Assignment: Please copy out every line in the entries that includes the word "Some".

Start of Available records

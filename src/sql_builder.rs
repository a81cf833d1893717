//! SQL builder with parameterized query construction.
//!
//! Values go through DuckDB's parameter binding (`?` placeholders), never
//! through string interpolation. Builder methods return `&mut Self` for chaining.
//!
//! # Example
//!
//! ```rust
//! use covid_metrics::SqlBuilder;
//! let (sql, params) = SqlBuilder::new("observations")
//!     .where_eq("country", "Italy")
//!     .where_date_lt("date", "2020-09-01")
//!     .order_by(&["date ASC"])
//!     .build();
//! assert_eq!(params, vec!["Italy", "2020-09-01"]);
//! ```

/// Builds parameterized SELECT statements.
pub struct SqlBuilder {
    select_cols: Vec<String>,
    is_distinct: bool,
    from_table: String,
    where_clauses: Vec<String>,
    params: Vec<String>,
    group_by_cols: Vec<String>,
    order_by_cols: Vec<String>,
    limit_val: Option<usize>,
    offset_val: Option<usize>,
}

impl SqlBuilder {
    /// Create a builder targeting the given table.
    pub fn new(table: &str) -> Self {
        Self {
            select_cols: vec!["*".to_string()],
            is_distinct: false,
            from_table: table.to_string(),
            where_clauses: Vec::new(),
            params: Vec::new(),
            group_by_cols: Vec::new(),
            order_by_cols: Vec::new(),
            limit_val: None,
            offset_val: None,
        }
    }

    /// Set the columns to select (replaces the default `*`).
    pub fn select(&mut self, cols: &[&str]) -> &mut Self {
        self.select_cols = cols.iter().map(|c| c.to_string()).collect();
        self
    }

    pub fn distinct(&mut self) -> &mut Self {
        self.is_distinct = true;
        self
    }

    /// Add an IN condition with parameterized values.
    ///
    /// Empty values list produces `FALSE`.
    pub fn where_in(&mut self, column: &str, values: &[&str]) -> &mut Self {
        if values.is_empty() {
            self.where_clauses.push("FALSE".to_string());
            return self;
        }
        let placeholders: Vec<&str> = values.iter().map(|_| "?").collect();
        self.where_clauses
            .push(format!("{} IN ({})", column, placeholders.join(", ")));
        self.params.extend(values.iter().map(|v| v.to_string()));
        self
    }

    /// `{column} = ?`
    pub fn where_eq(&mut self, column: &str, value: &str) -> &mut Self {
        self.where_clauses.push(format!("{} = ?", column));
        self.params.push(value.to_string());
        self
    }

    /// `{column} >= CAST(? AS DATE)`, with `value` in `YYYY-MM-DD` form.
    pub fn where_date_gte(&mut self, column: &str, value: &str) -> &mut Self {
        self.where_clauses
            .push(format!("{} >= CAST(? AS DATE)", column));
        self.params.push(value.to_string());
        self
    }

    /// `{column} < CAST(? AS DATE)`, the exclusive bound used for cutoffs.
    pub fn where_date_lt(&mut self, column: &str, value: &str) -> &mut Self {
        self.where_clauses
            .push(format!("{} < CAST(? AS DATE)", column));
        self.params.push(value.to_string());
        self
    }

    /// `{column} > 0`. Takes no parameter.
    pub fn where_positive(&mut self, column: &str) -> &mut Self {
        self.where_clauses.push(format!("{} > 0", column));
        self
    }

    /// Add GROUP BY columns. Also used with a parenthesized subquery as the
    /// table to aggregate window results.
    pub fn group_by(&mut self, cols: &[&str]) -> &mut Self {
        self.group_by_cols.extend(cols.iter().map(|c| c.to_string()));
        self
    }

    /// Add ORDER BY clauses (e.g. `"country ASC"`, `"date DESC"`).
    pub fn order_by(&mut self, clauses: &[&str]) -> &mut Self {
        self.order_by_cols.extend(clauses.iter().map(|c| c.to_string()));
        self
    }

    pub fn limit(&mut self, n: usize) -> &mut Self {
        self.limit_val = Some(n);
        self
    }

    pub fn offset(&mut self, n: usize) -> &mut Self {
        self.offset_val = Some(n);
        self
    }

    /// Build the final SQL string and parameter list.
    pub fn build(&self) -> (String, Vec<String>) {
        let distinct = if self.is_distinct { "DISTINCT " } else { "" };
        let mut parts = vec![
            format!("SELECT {}{}", distinct, self.select_cols.join(", ")),
            format!("FROM {}", self.from_table),
        ];

        if !self.where_clauses.is_empty() {
            parts.push(format!("WHERE {}", self.where_clauses.join(" AND ")));
        }

        if !self.group_by_cols.is_empty() {
            parts.push(format!("GROUP BY {}", self.group_by_cols.join(", ")));
        }

        if !self.order_by_cols.is_empty() {
            parts.push(format!("ORDER BY {}", self.order_by_cols.join(", ")));
        }

        if let Some(n) = self.limit_val {
            parts.push(format!("LIMIT {}", n));
        }

        if let Some(n) = self.offset_val {
            parts.push(format!("OFFSET {}", n));
        }

        (parts.join("\n"), self.params.clone())
    }
}
//! Unit tests for the SqlBuilder query construction.

use covid_metrics::SqlBuilder;

// ---------------------------------------------------------------------------
// Basic construction
// ---------------------------------------------------------------------------

#[test]
fn new_creates_select_star_from_table() {
    let (sql, params) = SqlBuilder::new("observations").build();
    assert_eq!(sql, "SELECT *\nFROM observations");
    assert!(params.is_empty());
}

#[test]
fn select_replaces_default_star() {
    let (sql, _) = SqlBuilder::new("observations")
        .select(&["country", "date"])
        .build();
    assert!(sql.starts_with("SELECT country, date\n"));
}

#[test]
fn distinct_is_added_to_select() {
    let (sql, _) = SqlBuilder::new("observations")
        .select(&["country"])
        .distinct()
        .build();
    assert!(sql.starts_with("SELECT DISTINCT country\n"));
}

// ---------------------------------------------------------------------------
// WHERE conditions
// ---------------------------------------------------------------------------

#[test]
fn where_eq_adds_equality_with_param() {
    let (sql, params) = SqlBuilder::new("observations")
        .where_eq("country", "Italy")
        .build();
    assert!(sql.contains("WHERE country = ?"));
    assert_eq!(params, vec!["Italy"]);
}

#[test]
fn where_in_adds_in_clause() {
    let (sql, params) = SqlBuilder::new("observations")
        .where_in("country", &["China", "Italy", "Germany"])
        .build();
    assert!(sql.contains("country IN (?, ?, ?)"));
    assert_eq!(params, vec!["China", "Italy", "Germany"]);
}

#[test]
fn where_in_empty_produces_false() {
    let (sql, params) = SqlBuilder::new("observations")
        .where_in("country", &[])
        .build();
    assert!(sql.contains("WHERE FALSE"));
    assert!(params.is_empty());
}

#[test]
fn date_bounds_cast_their_parameter() {
    let (sql, params) = SqlBuilder::new("observations")
        .where_date_gte("date", "2020-03-01")
        .where_date_lt("date", "2020-09-01")
        .build();
    assert!(sql.contains("date >= CAST(? AS DATE) AND date < CAST(? AS DATE)"));
    assert_eq!(params, vec!["2020-03-01", "2020-09-01"]);
}

#[test]
fn where_positive_takes_no_param() {
    let (sql, params) = SqlBuilder::new("observations")
        .where_positive("confirmed")
        .build();
    assert!(sql.contains("WHERE confirmed > 0"));
    assert!(params.is_empty());
}

#[test]
fn conditions_keep_params_in_order() {
    let (sql, params) = SqlBuilder::new("observations")
        .where_eq("country", "Italy")
        .where_date_gte("date", "2020-03-01")
        .build();
    assert!(sql.contains("WHERE country = ? AND date >= CAST(? AS DATE)"));
    assert_eq!(params, vec!["Italy", "2020-03-01"]);
}

// ---------------------------------------------------------------------------
// GROUP BY / ORDER BY / LIMIT / OFFSET
// ---------------------------------------------------------------------------

#[test]
fn group_by_and_order_by() {
    let (sql, _) = SqlBuilder::new("observations")
        .select(&["country", "MAX(confirmed) AS peak"])
        .group_by(&["country"])
        .order_by(&["peak DESC"])
        .build();
    assert!(sql.contains("GROUP BY country\nORDER BY peak DESC"));
}

#[test]
fn subquery_can_stand_in_for_table() {
    let (sql, _) = SqlBuilder::new("(SELECT country, 1 AS delta FROM observations)")
        .select(&["country", "MAX(delta) AS max_delta"])
        .group_by(&["country"])
        .build();
    assert!(sql.starts_with(
        "SELECT country, MAX(delta) AS max_delta\nFROM (SELECT country, 1 AS delta FROM observations)\nGROUP BY country"
    ));
}

#[test]
fn limit_and_offset_come_last() {
    let (sql, _) = SqlBuilder::new("observations")
        .order_by(&["country ASC", "date ASC"])
        .limit(10)
        .offset(20)
        .build();
    assert!(sql.ends_with("ORDER BY country ASC, date ASC\nLIMIT 10\nOFFSET 20"));
}

#[test]
fn values_are_never_interpolated() {
    let (sql, params) = SqlBuilder::new("observations")
        .where_eq("country", "'; DROP TABLE observations; --")
        .build();
    assert!(!sql.contains("DROP TABLE"));
    assert_eq!(params.len(), 1);
}
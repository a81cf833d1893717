pub mod observation;
pub mod series;
pub mod timeline;

pub use observation::*;
pub use series::*;
pub use timeline::*;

End of Available records

Solution for this problem:
        self.limit_val = Some(n);
        self.offset_val = Some(n);
        if let Some(n) = self.limit_val {
        if let Some(n) = self.offset_val {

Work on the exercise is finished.